By William Wolf

INCANTATA  Send This Review to a Friend

Stanley Townsend is a charismatic actor, as he demonstrates in the staging of the highly unusual, hour-long poem “Incantata,” written by Irish poet Paul Muldoon and being presented by the Irish Repertory Theatre. Previously enacted at the Galway International Arts Festival, it is having its U. S. Premiere.

When we enter the theater we see Townsend already on a stage moving about as an artist creating designs on paper spread out on a table. There is a camera attached to a chair focusing on his work, which is being projected onto the back wall. Townsend labors meticulously, expressing the art of printmaking, and there’s a reason for that.

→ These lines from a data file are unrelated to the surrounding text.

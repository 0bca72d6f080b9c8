//! A small generic 2D vector, adapted from the teacher's `flight_control::common::vec2d`.
//!
//! The teacher's version wraps coordinates around a fixed-size toroidal map (a
//! satellite orbiting a planet raster). This vehicle operates in an open plane, so
//! the wrap-around machinery is dropped; everything else — construction, norms,
//! rotation, perpendiculars, `Display` — carries over.

use num::traits::{Float, NumAssignOps, NumOps, Signed, Zero};
use std::fmt::Display;
use std::ops::{Add, Div, Mul, Neg, Sub};

#[derive(Debug, PartialEq, Clone, Copy, Hash, Eq, Default)]
pub struct Vec2D<T> {
    x: T,
    y: T,
}

impl<T: Copy> Vec2D<T> {
    pub const fn new(x: T, y: T) -> Self { Self { x, y } }
    pub fn x(&self) -> T { self.x }
    pub fn y(&self) -> T { self.y }
}

impl<T: Display> Display for Vec2D<T> {
    fn fmt(&self, f: &mut std::fmt::Formatter<'_>) -> std::fmt::Result {
        write!(f, "[{}, {}]", self.x, self.y)
    }
}

impl<T: Add<Output = T>> Add for Vec2D<T> {
    type Output = Self;
    fn add(self, rhs: Self) -> Self { Self { x: self.x + rhs.x, y: self.y + rhs.y } }
}

impl<T: Sub<Output = T>> Sub for Vec2D<T> {
    type Output = Self;
    fn sub(self, rhs: Self) -> Self { Self { x: self.x - rhs.x, y: self.y - rhs.y } }
}

impl<T: Mul<Output = T> + Copy> Mul<T> for Vec2D<T> {
    type Output = Self;
    fn mul(self, rhs: T) -> Self { Self { x: self.x * rhs, y: self.y * rhs } }
}

impl<T: Div<Output = T> + Copy> Div<T> for Vec2D<T> {
    type Output = Self;
    fn div(self, rhs: T) -> Self { Self { x: self.x / rhs, y: self.y / rhs } }
}

impl<T: Neg<Output = T>> Neg for Vec2D<T> {
    type Output = Self;
    fn neg(self) -> Self { Self { x: -self.x, y: -self.y } }
}

impl<T> Vec2D<T>
where T: NumOps + NumAssignOps + Copy + Zero
{
    pub fn dot(&self, other: &Self) -> T { self.x * other.x + self.y * other.y }

    /// 2D "cross product" — the z-component of the 3D cross of the lifted vectors.
    pub fn cross(&self, other: &Self) -> T { self.x * other.y - self.y * other.x }

    pub fn abs_sq(&self) -> T { self.dot(self) }

    pub fn zero() -> Self { Self { x: T::zero(), y: T::zero() } }
}

impl<T> Vec2D<T>
where T: Float + NumAssignOps
{
    pub fn abs(&self) -> T { self.abs_sq().sqrt() }

    pub fn normalize(self) -> Self {
        let mag = self.abs();
        if mag.is_zero() { self } else { Self::new(self.x / mag, self.y / mag) }
    }

    /// Vector pointing from `self` to `other`.
    pub fn to(&self, other: &Self) -> Self { Self::new(other.x - self.x, other.y - self.y) }

    pub fn euclid_distance(&self, other: &Self) -> T { self.to(other).abs() }

    /// Rotates the vector by `angle_rad` radians (counterclockwise, right-handed).
    pub fn rotated(&self, angle_rad: T) -> Self {
        let (s, c) = angle_rad.sin_cos();
        Self::new(self.x * c - self.y * s, self.x * s + self.y * c)
    }

    /// Unit vector perpendicular to `self`; `clockwise` selects which of the two.
    pub fn perp_unit(&self, clockwise: bool) -> Self {
        let perp = if clockwise { Self::new(self.y, -self.x) } else { Self::new(-self.y, self.x) };
        perp.normalize()
    }
}

impl<T> Vec2D<T>
where T: Signed + PartialOrd + Copy
{
    pub fn min_components(&self, other: &Self) -> Self {
        Self::new(
            if self.x < other.x { self.x } else { other.x },
            if self.y < other.y { self.y } else { other.y },
        )
    }

    pub fn max_components(&self, other: &Self) -> Self {
        Self::new(
            if self.x > other.x { self.x } else { other.x },
            if self.y > other.y { self.y } else { other.y },
        )
    }
}

#[cfg(test)]
mod tests {
    use super::*;

    #[test]
    fn rotation_preserves_magnitude() {
        let v = Vec2D::new(3.0_f64, 4.0);
        let r = v.rotated(std::f64::consts::FRAC_PI_3);
        assert!((v.abs() - r.abs()).abs() < 1e-9);
    }

    #[test]
    fn perp_unit_is_orthogonal() {
        let v = Vec2D::new(1.0_f64, 0.0);
        let p = v.perp_unit(false);
        assert!(v.dot(&p).abs() < 1e-12);
        assert!((p.abs() - 1.0).abs() < 1e-12);
    }

    #[test]
    fn to_and_distance() {
        let a = Vec2D::new(0.0_f64, 0.0);
        let b = Vec2D::new(3.0, 4.0);
        assert!((a.euclid_distance(&b) - 5.0).abs() < 1e-12);
    }
}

When the play formally begins, Townsend, identified in the program as Man, plunges into the words of Muldoon, who has written this poetic work as an elegy creatively mourning the death of his long-time partner, Mary Farl Powers, who was a printmaker. In the process of the expression of love and pain we get two basic views of Townsend.

We see him moving restlessly about the stage, and we see his face projected very large on the screen. I was surprised by my favorable reaction to this technique. Recently I criticized the use of such projection in the new version of “West Side Story” as belittling the actors made to look miniscule by contrast. But on the small stage of the Irish Rep, there is interwoven intimacy, and so much of Townsend’s performance depends on reading his various facial expressions—pain, exaltation, intensity, being transported etc.

Muldoon’s writing is very complex and it is a great challenge to bring it to life in a theater. After all, he wrote to be read, not dramatized. But in the hands of Townsend the work emerges as absolutely fascinating in its cadences and references, an outpouring of poetic observations and feelings. The very experienced actor compels us to listen carefully in an attempt to devour it all. Communicating the thoughts of Muldoon, he can make one think of personal loss as well as that of the author.

One leaves the theater appreciating having seen a great performance, as well as the direction by Sam Yates, whose staging helps make the production so vivid. At the Irish Repertory Theatre, 132 West 22nd Street. Phone: 212-727-2737.